··· RECORDS TO PROCESS
// =============================================================================
// Gatekeeper — Deterministic Trading-Signal Admission Controller
// =============================================================================
//
// Composition root: load the frozen configuration, wire the subsystems,
// start the background sweepers and the config integrity watcher, then
// serve the HTTP boundary until shutdown.
// =============================================================================

// ── Module declarations ──────────────────────────────────────────────────────
mod api;
mod app_state;
mod confidence;
mod config;
mod context;
mod engine;
mod gates;
mod normalizer;
mod performance;
mod providers;
mod stores;
mod types;
mod validity;

use std::net::SocketAddr;
use std::sync::Arc;
use std::time::Duration;

use tracing::{info, warn};
use tracing_subscriber::EnvFilter;

use crate::app_state::AppState;
use crate::config::{EngineConfig, ENGINE_VERSION};

#[tokio::main]
async fn main() -> anyhow::Result<()> {
    // ── 1. Environment & logging ─────────────────────────────────────────
    let _ = dotenv::dotenv();

    tracing_subscriber::fmt()
        .with_env_filter(
            EnvFilter::try_from_default_env().unwrap_or_else(|_| EnvFilter::new("info")),
        )
        .init();

    info!("╔══════════════════════════════════════════════════════════╗");
    info!("║        Gatekeeper Admission Engine — Starting Up         ║");
    info!("╚══════════════════════════════════════════════════════════╝");
    info!(version = ENGINE_VERSION, "engine version");

    // ── 2. Frozen configuration (fail fast on missing/invalid keys) ──────
    let config = EngineConfig::from_env()?;

    // ── 3. Build shared state ────────────────────────────────────────────
    let state = Arc::new(AppState::new(Arc::clone(&config)));

    // ── 4. Background loops ──────────────────────────────────────────────
    let sweepers = state.start_sweepers();
    info!(
        interval_secs = config.stores.sweep_interval_secs,
        "store sweepers started"
    );

    let guard_task = Arc::clone(&state.config_guard).start(Duration::from_secs(30));
    info!("config integrity watcher started");

    // ── 5. Serve the HTTP boundary ───────────────────────────────────────
    let bind_addr = SocketAddr::from(([0, 0, 0, 0], config.server.port));
    let app = api::rest::router(Arc::clone(&state));
    let listener = tokio::net::TcpListener::bind(bind_addr).await?;
    info!(addr = %bind_addr, "API server listening");

    let server = tokio::spawn(async move {
        axum::serve(
            listener,
            app.into_make_service_with_connect_info::<SocketAddr>(),
        )
        .await
        .expect("API server failed");
    });

    info!("All subsystems running. Press Ctrl+C to stop.");

    // ── 6. Graceful shutdown ─────────────────────────────────────────────
    tokio::signal::ctrl_c().await?;
    warn!("Shutdown signal received — stopping gracefully");

    for sweeper in sweepers {
        sweeper.stop();
    }
    guard_task.abort();
    server.abort();

    info!("Gatekeeper shut down complete.");
    Ok(())
}
// =============================================================================
// Gate Battery — five risk gates in fixed order
// =============================================================================
//
// Order: SPREAD -> VOLATILITY -> GAMMA -> PHASE -> SESSION.
//
// Every gate runs on every candidate, pass or fail, so the audit record
// always carries exactly five results and a REJECT can cite every violated
// gate at once. Evaluation is pure: (candidate, context, thresholds) in,
// results out, no clock, no I/O.
// =============================================================================

use serde::Serialize;

use crate::config::GateSettings;
use crate::context::MarketContext;
use crate::normalizer::Candidate;
use crate::types::{GammaBias, SignalType};

/// Identity of a gate, in canonical wire form.
#[derive(Debug, Clone, Copy, PartialEq, Eq, Serialize)]
pub enum GateName {
    #[serde(rename = "SPREAD_GATE")]
    Spread,
    #[serde(rename = "VOLATILITY_GATE")]
    Volatility,
    #[serde(rename = "GAMMA_GATE")]
    Gamma,
    #[serde(rename = "PHASE_GATE")]
    Phase,
    #[serde(rename = "SESSION_GATE")]
    Session,
}

/// The fixed evaluation order.
pub const GATE_ORDER: [GateName; 5] = [
    GateName::Spread,
    GateName::Volatility,
    GateName::Gamma,
    GateName::Phase,
    GateName::Session,
];

impl std::fmt::Display for GateName {
    fn fmt(&self, f: &mut std::fmt::Formatter<'_>) -> std::fmt::Result {
        match self {
            Self::Spread => write!(f, "SPREAD_GATE"),
            Self::Volatility => write!(f, "VOLATILITY_GATE"),
            Self::Gamma => write!(f, "GAMMA_GATE"),
            Self::Phase => write!(f, "PHASE_GATE"),
            Self::Session => write!(f, "SESSION_GATE"),
        }
    }
}

/// Canonical failure reason, one per gate.
#[derive(Debug, Clone, Copy, PartialEq, Eq, Serialize)]
#[serde(rename_all = "SCREAMING_SNAKE_CASE")]
pub enum GateReason {
    SpreadTooWide,
    VolatilitySpike,
    GammaHeadwind,
    PhaseConfidenceLow,
    AfterhoursBlocked,
}

impl std::fmt::Display for GateReason {
    fn fmt(&self, f: &mut std::fmt::Formatter<'_>) -> std::fmt::Result {
        match self {
            Self::SpreadTooWide => write!(f, "SPREAD_TOO_WIDE"),
            Self::VolatilitySpike => write!(f, "VOLATILITY_SPIKE"),
            Self::GammaHeadwind => write!(f, "GAMMA_HEADWIND"),
            Self::PhaseConfidenceLow => write!(f, "PHASE_CONFIDENCE_LOW"),
            Self::AfterhoursBlocked => write!(f, "AFTERHOURS_BLOCKED"),
        }
    }
}

/// Verdict of a single gate. `reason` is present iff the gate failed.
#[derive(Debug, Clone, Serialize)]
pub struct GateResult {
    pub gate: GateName,
    pub passed: bool,
    #[serde(skip_serializing_if = "Option::is_none")]
    pub reason: Option<GateReason>,
    #[serde(skip_serializing_if = "Option::is_none")]
    pub value: Option<f64>,
    #[serde(skip_serializing_if = "Option::is_none")]
    pub threshold: Option<f64>,
}

impl GateResult {
    fn pass(gate: GateName, value: Option<f64>, threshold: Option<f64>) -> Self {
        Self {
            gate,
            passed: true,
            reason: None,
            value,
            threshold,
        }
    }

    fn fail(
        gate: GateName,
        reason: GateReason,
        value: Option<f64>,
        threshold: Option<f64>,
    ) -> Self {
        Self {
            gate,
            passed: false,
            reason: Some(reason),
            value,
            threshold,
        }
    }
}

/// Output of one battery run: all five results in order, plus the
/// passed/failed partition and the ordered failure reasons.
#[derive(Debug, Clone)]
pub struct GateReport {
    pub results: Vec<GateResult>,
    pub passed: Vec<GateName>,
    pub failed: Vec<GateName>,
    pub reasons: Vec<GateReason>,
}

impl GateReport {
    pub fn all_passed(&self) -> bool {
        self.failed.is_empty()
    }
}

/// Run all five gates in the fixed order.
pub fn run_gates(
    candidate: &Candidate,
    context: &MarketContext,
    settings: &GateSettings,
) -> GateReport {
    let results = vec![
        spread_gate(context, settings),
        volatility_gate(context, settings),
        gamma_gate(candidate, context),
        phase_gate(candidate, settings),
        session_gate(candidate),
    ];

    let passed = results
        .iter()
        .filter(|r| r.passed)
        .map(|r| r.gate)
        .collect();
    let failed: Vec<GateName> = results
        .iter()
        .filter(|r| !r.passed)
        .map(|r| r.gate)
        .collect();
    let reasons = results.iter().filter_map(|r| r.reason).collect();

    GateReport {
        results,
        passed,
        failed,
        reasons,
    }
}

/// Pass iff the quoted spread is at or under the ceiling. The liquidity
/// fallback's 999 bps spread fails here by construction.
fn spread_gate(context: &MarketContext, settings: &GateSettings) -> GateResult {
    let spread = context.liquidity_data.spread_bps;
    if spread <= settings.max_spread_bps {
        GateResult::pass(GateName::Spread, Some(spread), Some(settings.max_spread_bps))
    } else {
        GateResult::fail(
            GateName::Spread,
            GateReason::SpreadTooWide,
            Some(spread),
            Some(settings.max_spread_bps),
        )
    }
}

/// Pass iff ATR(14)/RV(20) is at or under the ceiling. A zero or missing
/// RV reads as a neutral 1.0 ratio; NaN operands are treated as 0.
fn volatility_gate(context: &MarketContext, settings: &GateSettings) -> GateResult {
    let atr = zero_if_nan(context.market_stats.atr14);
    let rv = zero_if_nan(context.market_stats.rv20);

    let ratio = if rv > 0.0 { atr / rv } else { 1.0 };

    if ratio <= settings.max_volatility_ratio {
        GateResult::pass(
            GateName::Volatility,
            Some(ratio),
            Some(settings.max_volatility_ratio),
        )
    } else {
        GateResult::fail(
            GateName::Volatility,
            GateReason::VolatilitySpike,
            Some(ratio),
            Some(settings.max_volatility_ratio),
        )
    }
}

/// Fail iff market-maker positioning opposes the trade direction.
/// NEUTRAL always passes.
fn gamma_gate(candidate: &Candidate, context: &MarketContext) -> GateResult {
    let bias = context.options_data.gamma_bias;
    let headwind = matches!(
        (candidate.signal_type, bias),
        (SignalType::Long, GammaBias::Negative) | (SignalType::Short, GammaBias::Positive)
    );

    if headwind {
        GateResult::fail(GateName::Gamma, GateReason::GammaHeadwind, None, None)
    } else {
        GateResult::pass(GateName::Gamma, None, None)
    }
}

/// Pass iff the oscillator magnitude clears the confidence floor.
fn phase_gate(candidate: &Candidate, settings: &GateSettings) -> GateResult {
    let magnitude = candidate.saty_phase.abs() as f64;
    let floor = settings.min_phase_magnitude as f64;

    if magnitude >= floor {
        GateResult::pass(GateName::Phase, Some(magnitude), Some(floor))
    } else {
        GateResult::fail(
            GateName::Phase,
            GateReason::PhaseConfidenceLow,
            Some(magnitude),
            Some(floor),
        )
    }
}

/// Pass during regular sessions; afterhours entries are blocked.
fn session_gate(candidate: &Candidate) -> GateResult {
    if candidate.market_session.is_tradeable() {
        GateResult::pass(GateName::Session, None, None)
    } else {
        GateResult::fail(GateName::Session, GateReason::AfterhoursBlocked, None, None)
    }
}

fn zero_if_nan(x: f64) -> f64 {
    if x.is_nan() {
        0.0
    } else {
        x
    }
}
// =============================================================================
// Bearer Token Authentication — Axum Extractor
// =============================================================================
//
// Guards the diagnostic endpoints. The expected token comes from the
// `GATEKEEPER_ADMIN_TOKEN` environment variable; comparison is constant
// time. Failed attempts count as anomalies against the peer address in the
// suspicious-activity tracker.
// =============================================================================

use std::net::SocketAddr;
use std::sync::Arc;

use axum::{
    extract::{ConnectInfo, FromRequestParts},
    http::{request::Parts, StatusCode},
    response::{IntoResponse, Response},
};
use tracing::warn;

use crate::app_state::AppState;

/// Compare two byte slices in constant time. The comparison always
/// examines every byte even when a mismatch is found early.
fn constant_time_eq(a: &[u8], b: &[u8]) -> bool {
    if a.len() != b.len() {
        return false;
    }
    let mut result: u8 = 0;
    for (x, y) in a.iter().zip(b.iter()) {
        result |= x ^ y;
    }
    result == 0
}

/// Extracts and validates `Authorization: Bearer <token>`. On failure the
/// request short-circuits with 403 before the handler body runs.
pub struct AuthBearer(pub String);

pub struct AuthRejection {
    status: StatusCode,
    message: &'static str,
}

impl IntoResponse for AuthRejection {
    fn into_response(self) -> Response {
        let body = serde_json::json!({ "error": self.message });
        (self.status, axum::Json(body)).into_response()
    }
}

#[axum::async_trait]
impl FromRequestParts<Arc<AppState>> for AuthBearer {
    type Rejection = AuthRejection;

    async fn from_request_parts(
        parts: &mut Parts,
        state: &Arc<AppState>,
    ) -> Result<Self, Self::Rejection> {
        let expected = std::env::var("GATEKEEPER_ADMIN_TOKEN").unwrap_or_default();

        if expected.is_empty() {
            warn!("GATEKEEPER_ADMIN_TOKEN is not set — diagnostic requests are rejected");
            return Err(AuthRejection {
                status: StatusCode::FORBIDDEN,
                message: "Server authentication not configured",
            });
        }

        let auth_header = parts
            .headers
            .get(axum::http::header::AUTHORIZATION)
            .and_then(|v| v.to_str().ok());

        let token = match auth_header {
            Some(value) if value.starts_with("Bearer ") => &value[7..],
            _ => {
                record_auth_anomaly(parts, state);
                return Err(AuthRejection {
                    status: StatusCode::FORBIDDEN,
                    message: "Missing or invalid authorization token",
                });
            }
        };

        if !constant_time_eq(token.as_bytes(), expected.as_bytes()) {
            record_auth_anomaly(parts, state);
            return Err(AuthRejection {
                status: StatusCode::FORBIDDEN,
                message: "Invalid authorization token",
            });
        }

        Ok(AuthBearer(token.to_string()))
    }
}

fn record_auth_anomaly(parts: &Parts, state: &Arc<AppState>) {
    let source = parts
        .extensions
        .get::<ConnectInfo<SocketAddr>>()
        .map(|info| info.0.ip().to_string())
        .unwrap_or_else(|| "unknown".to_string());
    let count = state
        .suspicious
        .record_anomaly(&source, chrono::Utc::now().timestamp_millis());
    warn!(source = %source, anomalies = count, "authentication failure recorded");
}
// =============================================================================
// Options Provider — put/call ratio, IV percentile, gamma bias
// =============================================================================

use std::time::{Duration, Instant};

use anyhow::Result;
use serde::Serialize;
use tracing::{debug, warn};

use crate::config::ProviderEndpoint;
use crate::types::{DataSource, GammaBias};

use super::{build_client, get_json, num_field, probe_base, str_field, FetchReport};

/// Options positioning snapshot for one symbol.
#[derive(Debug, Clone, PartialEq, Serialize)]
pub struct OptionsData {
    pub put_call_ratio: f64,
    /// Implied-volatility percentile rank in [0, 100].
    pub iv_percentile: f64,
    pub gamma_bias: GammaBias,
    pub data_source: DataSource,
}

impl OptionsData {
    /// Neutral constant used whenever the provider cannot be read.
    pub fn fallback() -> Self {
        Self {
            put_call_ratio: 1.0,
            iv_percentile: 50.0,
            gamma_bias: GammaBias::Neutral,
            data_source: DataSource::Fallback,
        }
    }
}

pub struct OptionsProvider {
    client: reqwest::Client,
    base_url: String,
    deadline: Duration,
}

impl OptionsProvider {
    pub fn new(endpoint: &ProviderEndpoint, deadline: Duration) -> Self {
        Self {
            client: build_client(&endpoint.api_key, deadline),
            base_url: endpoint.base_url.trim_end_matches('/').to_string(),
            deadline,
        }
    }

    /// Fetch the options snapshot for `symbol`. Always returns within the
    /// deadline plus scheduling slack; failure yields the fallback.
    pub async fn fetch(&self, symbol: &str) -> FetchReport<OptionsData> {
        let started = Instant::now();
        let outcome = tokio::time::timeout(self.deadline, self.fetch_inner(symbol)).await;
        let latency_ms = started.elapsed().as_millis() as u64;

        match outcome {
            Ok(Ok(data)) => {
                debug!(symbol, latency_ms, "options data fetched");
                FetchReport::live(data, latency_ms)
            }
            Ok(Err(e)) => {
                warn!(symbol, error = %e, "options fetch failed, using fallback");
                FetchReport::fallback(OptionsData::fallback(), e.to_string(), latency_ms)
            }
            Err(_) => {
                warn!(
                    symbol,
                    deadline_ms = self.deadline.as_millis() as u64,
                    "options fetch missed deadline, using fallback"
                );
                FetchReport::fallback(
                    OptionsData::fallback(),
                    format!("deadline of {}ms exceeded", self.deadline.as_millis()),
                    latency_ms,
                )
            }
        }
    }

    async fn fetch_inner(&self, symbol: &str) -> Result<OptionsData> {
        let url = format!("{}/v1/options/summary?symbol={symbol}", self.base_url);
        let body = get_json(&self.client, &url).await?;

        let put_call_ratio = num_field(&body, "put_call_ratio")?;
        let iv_percentile = num_field(&body, "iv_percentile")?.clamp(0.0, 100.0);
        let gamma_raw = str_field(&body, "gamma_bias")?;
        let gamma_bias = GammaBias::parse(gamma_raw)
            .ok_or_else(|| anyhow::anyhow!("unknown gamma_bias '{gamma_raw}'"))?;

        Ok(OptionsData {
            put_call_ratio,
            iv_percentile,
            gamma_bias,
            data_source: DataSource::Api,
        })
    }

    /// Connectivity check for the health endpoint.
    pub async fn probe(&self) -> bool {
        probe_base(&self.client, &self.base_url).await
    }

    pub fn name(&self) -> &'static str {
        "options"
    }
}

impl std::fmt::Debug for OptionsProvider {
    fn fmt(&self, f: &mut std::fmt::Formatter<'_>) -> std::fmt::Result {
        f.debug_struct("OptionsProvider")
            .field("base_url", &self.base_url)
            .field("deadline", &self.deadline)
            .finish()
    }
}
······
- **WHAT THIS TASK INVOLVES**
Only one stretch is wanted, so please give again exactly the lines from the start of the data through the line containing "Environment & logging ─────────────────────────────────────────", both ends included.

- **THE ANSWER**
// =============================================================================
// Gatekeeper — Deterministic Trading-Signal Admission Controller
// =============================================================================
//
// Composition root: load the frozen configuration, wire the subsystems,
// start the background sweepers and the config integrity watcher, then
// serve the HTTP boundary until shutdown.
// =============================================================================

// ── Module declarations ──────────────────────────────────────────────────────
mod api;
mod app_state;
mod confidence;
mod config;
mod context;
mod engine;
mod gates;
mod normalizer;
mod performance;
mod providers;
mod stores;
mod types;
mod validity;

use std::net::SocketAddr;
use std::sync::Arc;
use std::time::Duration;

use tracing::{info, warn};
use tracing_subscriber::EnvFilter;

use crate::app_state::AppState;
use crate::config::{EngineConfig, ENGINE_VERSION};

#[tokio::main]
async fn main() -> anyhow::Result<()> {
    // ── 1. Environment & logging ─────────────────────────────────────────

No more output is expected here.